I wouldn't get married at all, ever, to anybody. What a waste of time, effort, money, hope and dreams. I've tried it three times and now happily single.

Stephanie2018 · 23/01/2025 20:16

Been a better mum to my first daughter.

justmeandmydog · 23/01/2025 20:17

I would've left my ex years ago. I was with him from 31 to 38, as I got older I thought more and more he was worth sticking with because I became less and less likely to be able to find someone else to have children with. I wasted my last fertile years with him

IndiraCharcoal · 23/01/2025 20:19

Not slept with a load of randos in my late teens/early 20s.
Had another baby while I still could.

wonderstuff · 23/01/2025 20:21

Op I could have written your list. I think that youth is wasted on the young!

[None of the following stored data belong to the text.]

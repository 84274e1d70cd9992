// SPDX-License-Identifier: MIT

//! WCAG 2.0 relative luminance and contrast ratio.
//!
//! - Luminance: `L = 0.2126·R + 0.7152·G + 0.0722·B` over linearized
//!   channels, in [0, 1].
//! - Contrast: `(L_lighter + 0.05) / (L_darker + 0.05)`, in [1, 21].
//!
//! Linearization here uses the WCAG 2.0 breakpoint `0.03928`, which differs
//! from the `0.04045` used for XYZ conversion in [`crate::space`]. The two
//! curves agree to well under one 8-bit step.

use tracing::trace;

use crate::color::Rgba;

const WCAG_BREAKPOINT: f64 = 0.039_28;

/// Minimum ratio for [`ContrastLevel::Normal`] (exclusive).
pub const NORMAL_RATIO: f64 = 4.5;
/// Minimum ratio for [`ContrastLevel::Strict`] (inclusive).
pub const STRICT_RATIO: f64 = 7.0;

#[inline]
fn wcag_linearize(c: f64) -> f64 {
    if c < WCAG_BREAKPOINT {
        c / 12.92
    } else {
        ((c + 0.055) / 1.055).powf(2.4)
    }
}

/// Relative luminance of a color per WCAG 2.0. Alpha is ignored.
///
/// Returns a value in [0.0, 1.0] where 0 is black and 1 is white.
#[must_use]
pub fn relative_luminance(color: Rgba) -> f64 {
    let r = wcag_linearize(color.r);
    let g = wcag_linearize(color.g);
    let b = wcag_linearize(color.b);
    0.2126f64.mul_add(r, 0.7152f64.mul_add(g, 0.0722 * b))
}

/// WCAG contrast ratio between two colors.
///
/// The result is always >= 1.0 regardless of argument order.
#[must_use]
pub fn contrast_ratio(a: Rgba, b: Rgba) -> f64 {
    let la = relative_luminance(a);
    let lb = relative_luminance(b);
    let (lighter, darker) = if la >= lb { (la, lb) } else { (lb, la) };
    (lighter + 0.05) / (darker + 0.05)
}

/// How much contrast [`is_contrasting`] demands.
#[derive(Debug, Clone, Copy, PartialEq, Eq, Hash, Default)]
pub enum ContrastLevel {
    /// WCAG AA for body text: ratio strictly above 4.5.
    #[default]
    Normal,
    /// WCAG AAA for body text: ratio of at least 7.
    Strict,
}

impl ContrastLevel {
    /// The ratio this level is measured against.
    #[must_use]
    pub const fn threshold(self) -> f64 {
        match self {
            Self::Normal => NORMAL_RATIO,
            Self::Strict => STRICT_RATIO,
        }
    }

    /// Whether `ratio` meets this level. Normal is exclusive, Strict inclusive.
    #[must_use]
    pub fn passes(self, ratio: f64) -> bool {
        match self {
            Self::Normal => ratio > NORMAL_RATIO,
            Self::Strict => ratio >= STRICT_RATIO,
        }
    }
}

/// Whether two colors are far enough apart in luminance to satisfy `level`.
#[must_use]
pub fn is_contrasting(a: Rgba, b: Rgba, level: ContrastLevel) -> bool {
    let ratio = contrast_ratio(a, b);
    let pass = level.passes(ratio);
    trace!(%a, %b, ratio, ?level, pass, "contrast check");
    pass
}

// ---------------------------------------------------------------------------
// Tests
// ---------------------------------------------------------------------------

#[cfg(test)]
mod tests {
    use super::*;
    use proptest::prelude::*;

    fn approx_eq(a: f64, b: f64, eps: f64) -> bool {
        (a - b).abs() < eps
    }

    // ── Relative luminance ──────────────────────────────────────────

    #[test]
    fn luminance_black_is_zero() {
        let lum = relative_luminance(Rgba::BLACK);
        assert!(approx_eq(lum, 0.0, 1e-12), "Black luminance: {lum}");
    }

    #[test]
    fn luminance_white_is_one() {
        let lum = relative_luminance(Rgba::WHITE);
        assert!(approx_eq(lum, 1.0, 1e-9), "White luminance: {lum}");
    }

    #[test]
    fn luminance_mid_gray() {
        let lum = relative_luminance(Rgba::srgb(0.5, 0.5, 0.5));
        // sRGB 0.5 linearizes to ~0.214
        assert!(approx_eq(lum, 0.214, 0.001), "Mid-gray luminance: {lum}");
    }

    #[test]
    fn luminance_primaries_match_weights() {
        let red = relative_luminance(Rgba::srgb(1.0, 0.0, 0.0));
        let green = relative_luminance(Rgba::srgb(0.0, 1.0, 0.0));
        let blue = relative_luminance(Rgba::srgb(0.0, 0.0, 1.0));
        assert!(approx_eq(red, 0.2126, 1e-9), "Red luminance: {red}");
        assert!(approx_eq(green, 0.7152, 1e-9), "Green luminance: {green}");
        assert!(approx_eq(blue, 0.0722, 1e-9), "Blue luminance: {blue}");
    }

    #[test]
    fn luminance_linear_segment_below_breakpoint() {
        let c = 0.03;
        let lum = relative_luminance(Rgba::srgb(c, c, c));
        assert!(approx_eq(lum, c / 12.92, 1e-12), "Dark gray luminance: {lum}");
    }

    #[test]
    fn luminance_ignores_alpha() {
        let a = relative_luminance(Rgba::srgba(0.2, 0.4, 0.6, 1.0));
        let b = relative_luminance(Rgba::srgba(0.2, 0.4, 0.6, 0.0));
        assert!(approx_eq(a, b, 1e-15));
    }

    // ── Contrast ratio ──────────────────────────────────────────────

    #[test]
    fn contrast_black_white_is_21() {
        let ratio = contrast_ratio(Rgba::BLACK, Rgba::WHITE);
        assert!(approx_eq(ratio, 21.0, 1e-9), "B/W contrast: {ratio}");
    }

    #[test]
    fn contrast_same_color_is_1() {
        let c = Rgba::srgb(0.4, 0.7, 0.1);
        let ratio = contrast_ratio(c, c);
        assert!(approx_eq(ratio, 1.0, 1e-12), "Same-color contrast: {ratio}");
    }

    #[test]
    fn contrast_is_symmetric() {
        let a = Rgba::srgb(0.8, 0.2, 0.3);
        let b = Rgba::srgb(0.1, 0.1, 0.4);
        let ab = contrast_ratio(a, b);
        let ba = contrast_ratio(b, a);
        assert!(approx_eq(ab, ba, 1e-12), "Asymmetric: {ab} vs {ba}");
    }

    // ── Levels ──────────────────────────────────────────────────────

    #[test]
    fn black_white_contrasting_at_both_levels() {
        assert!(is_contrasting(Rgba::BLACK, Rgba::WHITE, ContrastLevel::Normal));
        assert!(is_contrasting(Rgba::WHITE, Rgba::BLACK, ContrastLevel::Strict));
    }

    #[test]
    fn same_color_never_contrasting() {
        let c = Rgba::srgb(0.5, 0.5, 0.5);
        assert!(!is_contrasting(c, c, ContrastLevel::Normal));
        assert!(!is_contrasting(c, c, ContrastLevel::Strict));
    }

    #[test]
    fn level_thresholds_at_the_edges() {
        assert!(!ContrastLevel::Normal.passes(4.5));
        assert!(ContrastLevel::Normal.passes(4.500_001));
        assert!(!ContrastLevel::Strict.passes(6.999_999));
        assert!(ContrastLevel::Strict.passes(7.0));
        assert_eq!(ContrastLevel::default(), ContrastLevel::Normal);
        assert!(approx_eq(ContrastLevel::Strict.threshold(), 7.0, f64::EPSILON));
    }

    #[test]
    fn mid_gray_on_white_is_normal_but_not_strict() {
        // #767676 on white is the darkest gray that still passes AA (~4.54).
        let gray = Rgba::rgb8(0x76, 0x76, 0x76);
        let ratio = contrast_ratio(gray, Rgba::WHITE);
        assert!(ratio > 4.5 && ratio < 7.0, "ratio: {ratio}");
        assert!(is_contrasting(gray, Rgba::WHITE, ContrastLevel::Normal));
        assert!(!is_contrasting(gray, Rgba::WHITE, ContrastLevel::Strict));
    }

    // ── Properties ──────────────────────────────────────────────────

    proptest! {
        #[test]
        fn ratio_bounded_and_symmetric(
            r1 in 0.0..=1.0f64, g1 in 0.0..=1.0f64, b1 in 0.0..=1.0f64,
            r2 in 0.0..=1.0f64, g2 in 0.0..=1.0f64, b2 in 0.0..=1.0f64,
        ) {
            let a = Rgba::srgb(r1, g1, b1);
            let b = Rgba::srgb(r2, g2, b2);
            let ab = contrast_ratio(a, b);
            prop_assert!((1.0..=21.0 + 1e-9).contains(&ab));
            prop_assert!((ab - contrast_ratio(b, a)).abs() < 1e-12);
        }

        #[test]
        fn strict_implies_normal(
            r1 in 0.0..=1.0f64, g1 in 0.0..=1.0f64, b1 in 0.0..=1.0f64,
            r2 in 0.0..=1.0f64, g2 in 0.0..=1.0f64, b2 in 0.0..=1.0f64,
        ) {
            let a = Rgba::srgb(r1, g1, b1);
            let b = Rgba::srgb(r2, g2, b2);
            if is_contrasting(a, b, ContrastLevel::Strict) {
                prop_assert!(is_contrasting(a, b, ContrastLevel::Normal));
            }
        }
    }
}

The flip side is I’m never going to be as young as this again, the future is always a little uncertain so I really try to spend some time in the moment, to take opportunities as they appear and try not to worry too much about things that may or may not happen.

I wish I’d taken more risks when I was younger. But there’s no going back so I try to focus more on what I can do now.

PrincessMommy · 23/01/2025 20:23

Checked out before I had DC. I'm not even depressed and I won't do anything like that now but it would have spared a lot of pain all around. I wouldn't have brought a child into all this, life is not great specially for girls and women.